A quick preview of what's ahead:
Why congregation growth is increasingly a marketing discipline, not just a spiritual one
Three concrete strategies — local search, congregation-powered referrals, and visitor follow-up — you can start this month
How Media Matters 317 helps Indianapolis churches and ministries put these systems in place without hiring additional staff
Why Church Marketing Matters
Church growth in 2026 isn't happening by accident. Much of the reported growth across denominations reflects redistribution — churchgoers moving from one congregation to another — rather than new people entering the faith community for the first time. That means the churches winning right now are the ones with a deliberate outreach and digital marketing strategy, not just a good sermon. A strong local SEO and content presence is one of the clearest ways to capture that shifting attention before a competing congregation does. As Vanco's 2026 research on church marketing strategies points out, the churches seeing consistent growth combine authentic digital content with strong in-person hospitality and follow-up systems — not one or the other.
For Indianapolis churches specifically, this competition is local and immediate. A newcomer to a Carmel, Fishers, or downtown Indianapolis neighborhood isn't just choosing between your congregation and the church down the street — they're choosing between every congregation that shows up when they search "church near me" on a Sunday morning. The churches that show up first, with the most complete and welcoming online presence, get the visit. The ones that rely on their sign and their reputation alone are competing with one hand tied behind their back.
This shift matters because the way people choose a church has fundamentally changed. A generation ago, most new members found a congregation through a neighbor, a listing in the local paper, or simply driving past a building with a welcoming sign. Today, that same decision usually starts with a phone in hand — a Google search, an Instagram scroll, or a recommendation in a community Facebook group. Churches that haven't adapted their outreach to match that behavior are effectively invisible to the very people most likely to visit. Congregation growth today is a marketing discipline as much as a spiritual one, and treating it that way is what separates plateaued churches from growing ones. This doesn't mean chasing every social media trend — it means being intentional and consistent with the handful of channels that actually influence someone's decision to visit: search, social proof, referrals, and follow-up.
Strategy #1: Win Local Search Before Someone Walks Through Your Door
Most people deciding to visit a new church start with a Google search — "churches near me," "your city non-denominational church," or "church for young families." If your church doesn't show up with an optimized Google Business Profile, updated service times, and real photos of your building and congregation, you're invisible at the exact moment someone is deciding where to go. Start by claiming and fully completing your Google Business Profile: add service times, staff bios, event listings, and respond to every review. Then make sure your website loads fast, is mobile-friendly, and answers the three questions every first-time visitor has — what time should I arrive, what should I wear, and what happens with my kids.
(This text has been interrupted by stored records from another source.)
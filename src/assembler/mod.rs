//! Output Assembler (spec.md §4.6): consumes a cached session's
//! PageRecords and emits a PDF or Markdown artifact, chunked or not.
//! Grounded on the teacher's `content_saver` tree for the on-disk
//! writing discipline, generalized to the two output variants and the
//! orthogonal chunker spec.md §4.6 adds.

pub mod chunker;
pub mod html_to_markdown;
pub mod markdown;
pub mod pdf;

use std::path::PathBuf;

use crate::config::ArchiveConfig;
use crate::error::RenderError;
use crate::types::PageRecord;

use pdf::HtmlToPdfRenderer;

/// Which artifact variant to produce. Orthogonal to chunking.
pub enum OutputKind<'a> {
    Markdown,
    Pdf { renderer: &'a dyn HtmlToPdfRenderer },
}

/// Records the quality gate flagged (spec.md §4.4 step 6: "the record
/// is still persisted but flagged; assembler filters by flag"). Kept
/// in the cache for `doctor`/inspection but never shipped into an
/// artifact.
fn is_shippable(record: &PageRecord) -> bool {
    !record.has_flag("low-quality") && !record.has_flag("parse-error")
}

/// `generate(records, config, base_url) -> artifact_path(s)` (spec.md
/// §4.6's shared interface for both generator variants).
pub fn generate(
    records: &[PageRecord],
    config: &ArchiveConfig,
    base_url: &str,
    output_dir: &std::path::Path,
    kind: OutputKind<'_>,
) -> Result<Vec<PathBuf>, RenderError> {
    let shippable: Vec<PageRecord> = records.iter().filter(|r| is_shippable(r)).cloned().collect();
    let records = shippable.as_slice();

    match kind {
        OutputKind::Markdown => markdown::generate(
            records,
            base_url,
            config.markdown(),
            config.chunking(),
            output_dir,
        ),
        OutputKind::Pdf { renderer } => {
            let (paths, failures) = pdf::generate_to_dir(
                records,
                base_url,
                config.pdf(),
                config.chunking(),
                output_dir,
                renderer,
            )?;
            for failure in &failures {
                tracing::warn!(
                    section = failure.index,
                    message = %failure.message,
                    "pdf section degraded to fallback rendering"
                );
            }
            Ok(paths)
        }
    }
}

#[cfg(test)]
mod tests {
    use super::*;
    use crate::types::PageMetadata;
    use chrono::Utc;

    fn record(title: &str, flags: &[&str]) -> PageRecord {
        PageRecord {
            url: format!("https://example.com/{title}"),
            final_url: format!("https://example.com/{title}"),
            title: title.to_string(),
            content: "<p>enough words to clear the gate if it were checked here</p>".to_string(),
            text_content: "enough words to clear the gate if it were checked here".to_string(),
            metadata: PageMetadata::default(),
            images: Vec::new(),
            links: Vec::new(),
            timestamp: Utc::now(),
            word_count: 10,
            content_type: "text/html".to_string(),
            flags: flags.iter().map(|f| f.to_string()).collect(),
            classification: None,
        }
    }

    #[test]
    fn flagged_records_are_excluded_from_shippable_set() {
        assert!(is_shippable(&record("good", &[])));
        assert!(!is_shippable(&record("thin", &["low-quality"])));
        assert!(!is_shippable(&record("broken", &["parse-error"])));
    }

    #[test]
    fn generate_drops_flagged_records_before_rendering_markdown() {
        let dir = tempfile::tempdir().unwrap();
        let records = vec![
            record("Good", &[]),
            record("Thin", &["low-quality"]),
            record("Broken", &["parse-error"]),
        ];
        let config = ArchiveConfig::builder()
            .storage_dir(dir.path())
            .start_url("https://example.com")
            .build()
            .unwrap();

        let paths = generate(&records, &config, "https://example.com", dir.path(), OutputKind::Markdown).unwrap();
        let output = std::fs::read_to_string(&paths[0]).unwrap();
        assert!(output.contains("Good"));
        assert!(!output.contains("Thin"));
        assert!(!output.contains("Broken"));
    }
}
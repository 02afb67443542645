//! Accessor methods for `ArchiveConfig`.

use std::path::PathBuf;

use super::types::{
    ArchiveConfig, CacheConfig, ChunkingConfig, ContentConfig, CrawlingConfig,
    HumanBehaviorConfig, MarkdownConfig, PathScopingConfig, PdfConfig,
};

impl ArchiveConfig {
    #[must_use]
    pub fn storage_dir(&self) -> &PathBuf {
        &self.storage_dir
    }

    #[must_use]
    pub fn start_url(&self) -> &str {
        &self.start_url
    }

    #[must_use]
    pub fn allowed_domains(&self) -> Option<&Vec<String>> {
        self.allowed_domains.as_ref()
    }

    #[must_use]
    pub fn excluded_patterns(&self) -> Option<&Vec<String>> {
        self.excluded_patterns.as_ref()
    }

    /// Pre-compiled excluded patterns, compiled once at build time to
    /// avoid regex compilation in Admission's hot path.
    #[must_use]
    pub fn excluded_patterns_compiled(&self) -> &[regex::Regex] {
        &self.excluded_patterns_compiled
    }

    #[must_use]
    pub fn tracking_query_keys(&self) -> &[String] {
        &self.tracking_query_keys
    }

    #[must_use]
    pub fn crawling(&self) -> &CrawlingConfig {
        &self.crawling
    }

    #[must_use]
    pub fn path_scoping(&self) -> &PathScopingConfig {
        &self.path_scoping
    }

    #[must_use]
    pub fn content(&self) -> &ContentConfig {
        &self.content
    }

    #[must_use]
    pub fn human_behavior(&self) -> &HumanBehaviorConfig {
        &self.human_behavior
    }

    #[must_use]
    pub fn pdf(&self) -> &PdfConfig {
        &self.pdf
    }

    #[must_use]
    pub fn markdown(&self) -> &MarkdownConfig {
        &self.markdown
    }

    #[must_use]
    pub fn cache(&self) -> &CacheConfig {
        &self.cache
    }

    #[must_use]
    pub fn chunking(&self) -> &ChunkingConfig {
        &self.chunking
    }

    /// Stable digest of the config values that affect scope/admission
    /// decisions, used as part of `SessionId` and `config_hash`.
    #[must_use]
    pub fn digest(&self) -> String {
        let summary = format!(
            "{}|{:?}|{:?}|{}|{:?}|{:?}",
            self.start_url,
            self.allowed_domains,
            self.excluded_patterns,
            self.crawling.max_depth,
            self.crawling.max_pages,
            self.path_scoping.enabled,
        );
        let hash = xxhash_rust::xxh3::xxh3_64(summary.as_bytes());
        format!("{hash:016x}")
    }
}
According to Moz's guide to local SEO, organizations with complete, regularly updated local listings and consistent contact information across the web see significantly higher visibility in local search results than those with incomplete or inconsistent profiles. For churches, that visibility gap has a direct cost: every incomplete listing is a missed opportunity for someone actively looking for a new congregation to find yours instead. A few practical starting points many Indianapolis churches skip: adding real interior and exterior photos so first-time visitors know what to expect, listing accessibility information for guests with mobility needs, and keeping holiday and special-event hours current so Christmas Eve or Easter visitors don't show up to a locked door because your profile wasn't updated. This is not optional infrastructure — for a church, it's outreach.
Reviews matter here too, more than most churches realize. A prospective visitor comparing three churches in your area will often read Google reviews the same way they'd research a restaurant or a contractor — looking for signs of what the experience is actually like. Encourage members to leave honest reviews after significant moments (a baptism, a new members' class, a meaningful sermon series), and make sure a real staff member responds to every review, positive or negative, within a few days. A page full of five-star reviews with thoughtful responses signals exactly what a nervous first-time visitor wants to know: this is a place where people are cared for.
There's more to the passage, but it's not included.